Genetic implications of individual intervention and neuronal dysfunction in neurodevelopmental disorders

Abstract

Neurodevelopmental disorders (NDDs) are a group of conditions appearing in childhood, with developmental deficits that produce impairments of functioning. Autism spectrum disorder (ASD) is a common NDD with a high heritability affected by complex genetic factors, including both common and rare variants. Behavior interventions such as social skills group training (SSGT) have been widely used in school-aged autistic individuals to relieve social communication difficulties in a group setting. Studies have confirmed that intervention outcomes can be influenced by sex and age, but how the genetic risk contributes to the outcome variability remains elusive. Furthermore, although large population cohorts have been well studied and have found numerous genes associated with ASD and NDDs, the molecular and neuronal outcomes of risk variants and genes are unclear. Therefore, this thesis included four studies in which the effects of genetic factors on intervention outcomes and cellular level neuronal functions were investigated.

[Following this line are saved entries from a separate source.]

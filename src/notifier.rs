use std::time::Duration;

use chrono::{DateTime, SecondsFormat, Utc};
use serde_json::{json, Value};

use crate::config::NotifierConfig;
use crate::error::NotifyError;

pub const APP_NAME: &str = "Workout-Planner-App";

/// Posts planner events to an outbound webhook.
///
/// Planner state never depends on delivery: with `fail_silently` set, errors are
/// logged and dropped.
#[derive(Clone, Debug)]
pub struct Notifier {
    client: reqwest::blocking::Client,
    webhook_url: Option<String>,
    fail_silently: bool,
}

impl Notifier {
    pub fn new(config: &NotifierConfig) -> Result<Self, NotifyError> {
        let client = reqwest::blocking::Client::builder()
            .timeout(Duration::from_millis(config.timeout_ms))
            .build()?;
        Ok(Self {
            client,
            webhook_url: config.webhook_url.clone(),
            fail_silently: config.fail_silently,
        })
    }

    pub fn is_enabled(&self) -> bool {
        self.webhook_url.is_some()
    }

    pub fn track(&self, event: &str, payload: Value) -> Result<(), NotifyError> {
        let Some(url) = &self.webhook_url else {
            return Ok(());
        };

        let body = build_payload(event, payload, Utc::now());
        let result = self
            .client
            .post(url)
            .json(&body)
            .send()
            .and_then(|response| response.error_for_status());

        match result {
            Ok(_) => {
                tracing::debug!(event, "webhook event delivered");
                Ok(())
            }
            Err(e) if self.fail_silently => {
                tracing::debug!(event, "webhook event dropped: {}", e);
                Ok(())
            }
            Err(e) => Err(e.into()),
        }
    }
}

/// Event envelope; object payload fields are merged in and win over the envelope.
pub fn build_payload(event: &str, payload: Value, ts: DateTime<Utc>) -> Value {
    let mut body = json!({
        "event": event,
        "ts": ts.to_rfc3339_opts(SecondsFormat::Millis, true),
        "app": APP_NAME,
    });
    if let Value::Object(envelope) = &mut body {
        match payload {
            Value::Object(fields) => envelope.extend(fields),
            Value::Null => {}
            other => {
                envelope.insert("payload".to_string(), other);
            }
        }
    }
    body
}
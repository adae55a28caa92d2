use thiserror::Error;

use crate::models::WorkoutId;

/// Rejected user input. State is left untouched when one of these is returned.
#[derive(Debug, Error, PartialEq, Eq)]
pub enum ValidationError {
    #[error("Workout name is required.")]
    EmptyName,
    #[error("Select a workout to assign.")]
    NoWorkoutSelected,
    #[error("Selected workout no longer exists.")]
    UnknownWorkout(WorkoutId),
    #[error("{field} must be a whole number of zero or more (got \"{value}\").")]
    InvalidNumber { field: &'static str, value: String },
}

#[derive(Debug, Error)]
pub enum StorageError {
    #[error("storage I/O failed: {0}")]
    Io(#[from] std::io::Error),
    #[error("storage quota exceeded for key {key}: {size} bytes > {quota} bytes")]
    QuotaExceeded {
        key: String,
        size: usize,
        quota: usize,
    },
    #[error("invalid storage key: {0:?}")]
    InvalidKey(String),
}

#[derive(Debug, Error)]
pub enum StoreError {
    #[error(transparent)]
    Validation(#[from] ValidationError),
    #[error("failed to persist planner state: {0}")]
    Storage(#[from] StorageError),
    #[error("failed to serialize planner state: {0}")]
    Serialize(#[from] serde_json::Error),
}

impl StoreError {
    pub fn validation(&self) -> Option<&ValidationError> {
        match self {
            Self::Validation(err) => Some(err),
            _ => None,
        }
    }
}

#[derive(Debug, Error)]
pub enum NotifyError {
    #[error("webhook request failed: {0}")]
    Http(#[from] reqwest::Error),
    #[error("webhook payload could not be built: {0}")]
    Serialize(#[from] serde_json::Error),
}
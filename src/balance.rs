// src/balance.rs
use chrono::{DateTime, Duration, NaiveDate, Utc, Weekday};
use rust_decimal::Decimal;
use rust_decimal_macros::dec;
use serde::Serialize;
use tracing::debug;

use crate::calendar::{CalendarClassifier, CalendarDay};
use crate::config::EngineConfig;
use crate::day_duration::{expected_hours_for, DayDuration};
use crate::grouping::{group_by_day, group_by_week, sum_hours, DayReports};
use crate::month_days::{MonthDays, MonthRange};
use crate::report::{first_report_at, Report};
use crate::EngineError;

/// Worked and required hours over one period, kept as separate operands
/// so collaborators can display both alongside the signed balance.
#[derive(Debug, Clone, Copy, PartialEq, Eq, Serialize)]
pub struct BalanceBreakdown {
    pub worked: Decimal,
    pub required: Decimal,
}

impl BalanceBreakdown {
    /// Positive means ahead of quota, negative behind.
    pub fn balance(&self) -> Decimal {
        self.worked - self.required
    }
}

/// One ISO week of a month sheet, with its subtotals.
#[derive(Debug, Clone, Serialize)]
pub struct WeekSummary {
    pub week: u32,
    pub days: Vec<DayReports>,
    pub totals: BalanceBreakdown,
}

/// Month sheet for presentation collaborators: per-day rows (working days
/// up to "now", with placeholders where nothing was logged, plus off days
/// that have logged work), the ISO-week subtotal rows, and month totals.
/// Data only; rendering is someone else's job.
#[derive(Debug, Clone, Serialize)]
pub struct MonthSheet {
    pub range: MonthRange,
    pub days: Vec<DayReports>,
    pub weeks: Vec<WeekSummary>,
    pub totals: BalanceBreakdown,
}

/// The balance calculator. Holds configuration and the calendar
/// classifier; every query is a pure function of the supplied reports,
/// overrides and "now", so concurrent callers need no locking.
pub struct BalanceEngine {
    config: EngineConfig,
    calendar: CalendarClassifier,
}

impl BalanceEngine {
    pub fn new(config: EngineConfig) -> Self {
        let calendar = CalendarClassifier::new(&config);
        Self { config, calendar }
    }

    pub fn config(&self) -> &EngineConfig {
        &self.config
    }

    pub fn calendar(&self) -> &CalendarClassifier {
        &self.calendar
    }

    /// Hours the employee is expected to work over `days`. A day counts
    /// only inside the cutoff window: not before the employee's first
    /// report and, unless `count_future`, not after "now". Each counted
    /// day resolves its expected hours through the override history. With
    /// no first report there is no reporting start, so nothing is
    /// required.
    pub fn required_hours<I>(
        &self,
        days: I,
        overrides: &[DayDuration],
        first_report: Option<DateTime<Utc>>,
        now: DateTime<Utc>,
        count_future: bool,
    ) -> Decimal
    where
        I: IntoIterator<Item = NaiveDate>,
    {
        let Some(first_day) = first_report.map(|at| self.calendar.local_date(at)) else {
            return dec!(0);
        };
        let last_counted = self.last_counted_day(now);

        let mut total = dec!(0);
        for date in days {
            if date <= first_day - Duration::days(self.config.cutoff.days_before_first_report) {
                continue;
            }
            if !count_future && date > last_counted {
                continue;
            }
            total += expected_hours_for(date, overrides, self.config.day_hours);
        }
        total.round_dp(2)
    }

    /// Worked hours over a report slice; the aggregation the balances
    /// subtract required hours from.
    pub fn worked_hours<'a, I>(&self, reports: I) -> Decimal
    where
        I: IntoIterator<Item = &'a Report>,
    {
        sum_hours(reports)
    }

    /// Balance for one calendar month. Worked hours cover every report
    /// whose local day falls in the month, off-day work included; required
    /// hours cover the month's working days inside the cutoff window. The
    /// first-report bound derives from the snapshot passed in.
    pub fn month_balance(
        &self,
        range: MonthRange,
        reports: &[Report],
        overrides: &[DayDuration],
        now: DateTime<Utc>,
        count_future: bool,
    ) -> BalanceBreakdown {
        let days = MonthDays::build(&self.calendar, range);
        let first = first_report_at(reports);
        let required = self.required_hours(days.working_dates(), overrides, first, now, count_future);
        let worked = sum_hours(
            reports
                .iter()
                .filter(|r| range.contains(self.calendar.local_date(r.reported_at))),
        );
        debug!(
            "Month balance {}: worked={} required={}",
            range, worked, required
        );
        BalanceBreakdown { worked, required }
    }

    /// Balance for one ISO week (Monday through Sunday).
    pub fn week_balance(
        &self,
        year: i32,
        week: u32,
        reports: &[Report],
        overrides: &[DayDuration],
        now: DateTime<Utc>,
        count_future: bool,
    ) -> Result<BalanceBreakdown, EngineError> {
        let monday = NaiveDate::from_isoywd_opt(year, week, Weekday::Mon)
            .ok_or(EngineError::InvalidWeek { year, week })?;
        let sunday = monday + Duration::days(6);

        let working_days = (0..7)
            .map(|offset| monday + Duration::days(offset))
            .filter(|date| self.calendar.is_working_day(*date));
        let first = first_report_at(reports);
        let required = self.required_hours(working_days, overrides, first, now, count_future);
        let worked = sum_hours(reports.iter().filter(|r| {
            let date = self.calendar.local_date(r.reported_at);
            date >= monday && date <= sunday
        }));
        debug!(
            "Week balance {}/W{}: worked={} required={}",
            year, week, worked, required
        );
        Ok(BalanceBreakdown { worked, required })
    }

    /// Cumulative balance from the first report's month through the
    /// current month: each month's balance under the usual cutoff rules,
    /// summed. Future days are never counted here, whatever the caller
    /// opts into elsewhere. Zero reports means zero months to iterate,
    /// and a zero total.
    pub fn lifetime_balance(
        &self,
        reports: &[Report],
        overrides: &[DayDuration],
        now: DateTime<Utc>,
    ) -> Decimal {
        let Some(first) = first_report_at(reports) else {
            return dec!(0);
        };

        let first_month = MonthRange::of(self.calendar.local_date(first));
        let current_month = MonthRange::of(self.calendar.local_date(now));

        let mut total = dec!(0);
        let mut month = first_month;
        while month <= current_month {
            total += self
                .month_balance(month, reports, overrides, now, false)
                .balance();
            month = month.succ();
        }
        debug!(
            "Lifetime balance over {}..={}: {}",
            first_month, current_month, total
        );
        total.round_dp(2)
    }

    /// Assembles the month sheet: working days up to "now" (every one of
    /// them present, empty ones as placeholders), off days only when work
    /// was logged on them, ascending, grouped by ISO week with subtotals.
    pub fn month_sheet(
        &self,
        range: MonthRange,
        reports: &[Report],
        overrides: &[DayDuration],
        now: DateTime<Utc>,
    ) -> MonthSheet {
        let month_days = MonthDays::build(&self.calendar, range);
        let last_counted = self.last_counted_day(now);
        let first = first_report_at(reports);

        let month_reports: Vec<Report> = reports
            .iter()
            .filter(|r| range.contains(self.calendar.local_date(r.reported_at)))
            .cloned()
            .collect();

        let mut day_set: Vec<CalendarDay> = month_days
            .working
            .iter()
            .copied()
            .filter(|day| day.date <= last_counted)
            .collect();
        for day in &month_days.off {
            let worked_on = month_reports
                .iter()
                .any(|r| self.calendar.local_date(r.reported_at) == day.date);
            if worked_on {
                day_set.push(*day);
            }
        }
        day_set.sort_by_key(|day| day.date);

        let days = group_by_day(&self.calendar, &month_reports, &day_set);
        let weeks = group_by_week(days.clone())
            .into_iter()
            .map(|group| {
                let working = group
                    .days
                    .iter()
                    .filter(|d| !d.day.is_off())
                    .map(|d| d.day.date);
                let totals = BalanceBreakdown {
                    worked: group.worked_hours(),
                    required: self.required_hours(working, overrides, first, now, false),
                };
                WeekSummary {
                    week: group.week,
                    days: group.days,
                    totals,
                }
            })
            .collect();
        let totals = self.month_balance(range, reports, overrides, now, false);

        MonthSheet {
            range,
            days,
            weeks,
            totals,
        }
    }

    /// Latest calendar day the cutoff policy counts as non-future.
    fn last_counted_day(&self, now: DateTime<Utc>) -> NaiveDate {
        self.calendar.local_date(now) + Duration::days(self.config.cutoff.days_after_now - 1)
    }
}
// src/grouping.rs
use rust_decimal::Decimal;
use serde::Serialize;

use crate::calendar::{CalendarClassifier, CalendarDay};
use crate::report::Report;

/// Arithmetic sum of report hours, rounded to 2 decimal places so
/// displayed balances carry no floating-point noise.
pub fn sum_hours<'a, I>(reports: I) -> Decimal
where
    I: IntoIterator<Item = &'a Report>,
{
    reports
        .into_iter()
        .map(|r| r.hours)
        .sum::<Decimal>()
        .round_dp(2)
}

/// ISO week number a report's business timestamp falls into.
pub fn week_of(calendar: &CalendarClassifier, report: &Report) -> u32 {
    calendar.week_of(report.reported_at)
}

/// Reports logged on one calendar day. An empty bucket stands in for a
/// "no work logged" row: zero hours, nothing to list, so presentation
/// layers need no special case for report-less days.
#[derive(Debug, Clone, Serialize)]
pub struct DayReports {
    pub day: CalendarDay,
    pub reports: Vec<Report>,
}

impl DayReports {
    pub fn worked_hours(&self) -> Decimal {
        sum_hours(&self.reports)
    }

    pub fn is_placeholder(&self) -> bool {
        self.reports.is_empty()
    }
}

/// Buckets reports by local calendar day over an ordered day-set. Every
/// day of the set appears in the output; reports outside the set are
/// dropped.
pub fn group_by_day(
    calendar: &CalendarClassifier,
    reports: &[Report],
    days: &[CalendarDay],
) -> Vec<DayReports> {
    days.iter()
        .map(|day| DayReports {
            day: *day,
            reports: reports
                .iter()
                .filter(|r| calendar.local_date(r.reported_at) == day.date)
                .cloned()
                .collect(),
        })
        .collect()
}

/// Consecutive run of day buckets sharing one ISO week, for weekly
/// subtotal rows.
#[derive(Debug, Clone, Serialize)]
pub struct WeekGroup {
    pub week: u32,
    pub days: Vec<DayReports>,
}

impl WeekGroup {
    pub fn worked_hours(&self) -> Decimal {
        self.days
            .iter()
            .map(|d| d.worked_hours())
            .sum::<Decimal>()
            .round_dp(2)
    }
}

/// Splits date-ascending day buckets into their ISO-week runs.
pub fn group_by_week(days: Vec<DayReports>) -> Vec<WeekGroup> {
    let mut weeks: Vec<WeekGroup> = Vec::new();
    for day in days {
        match weeks.last_mut() {
            Some(group) if group.week == day.day.week => group.days.push(day),
            _ => weeks.push(WeekGroup {
                week: day.day.week,
                days: vec![day],
            }),
        }
    }
    weeks
}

Results from this thesis may provide a genetic perspective for further studies to explore potential individualized treatments for ASD and other NDDs. Specifically, in STUDY 1-3, exome sequencing and microarray were performed on individuals from a randomized controlled trial of SSGT (KONTAKT®). Common and rare variants, including copy number variations (CNVs) and exome variants, were tested for association effects with SSGT and standard care intervention outcomes. Polygenic risk scores (PRSs) were calculated from common variants, and clinically significant rare CNVs and rare exome variants were prioritized. Molecular diagnoses were identified in 12.6% of the autistic participants. PRSs and carrier status of clinically significant rare variants were associated with intervention outcomes, although with varied effects on both SSGT and standard care. In addition, genetic scores representing variant loads in specific gene sets were obtained from rare and common variants in ASD-related pathways. Outcomes of interventions were differentially associated with genetic scores for ASD-related gene sets including synaptic transmission and transcription regulation from RNA polymerase II. After combining genetic information and behavior measures, a machine learning model was able to select important features and confirm that the intervention outcomes were predictable. In STUDY 4, genetic variants affecting Calcium/Calmodulin Dependent Serine Protein Kinase (CASK) gene, a risk gene for NDDs, were examined using human induced pluripotent stem cell-derived neuronal models to identify the cellular effects of these mutation consequences. CASK protein was reduced in maturing neurons from mutation carriers. Bulk RNA sequencing results revealed that the global expression of genes from presynaptic development and CASK network were downregulated in CASK-deficient neurons compared to controls. Neuronal cells influenced by CASK mutations showed a decrease of inhibitory presynapse size and changed excitatory-inhibitory (E/I) balance in developing neural circuitries.

In summary, this is the first study to investigate the association of genome-wide rare and common variants with ASD intervention outcomes. Differential variant effects were found for individuals receiving SSGT or standard care. Future studies should include genetic information at different levels to improve molecular genetic testing for diagnoses and intervention plans. Presynapses and E/I imbalance could be an option to be developed for the treatment of CASK-related disorders.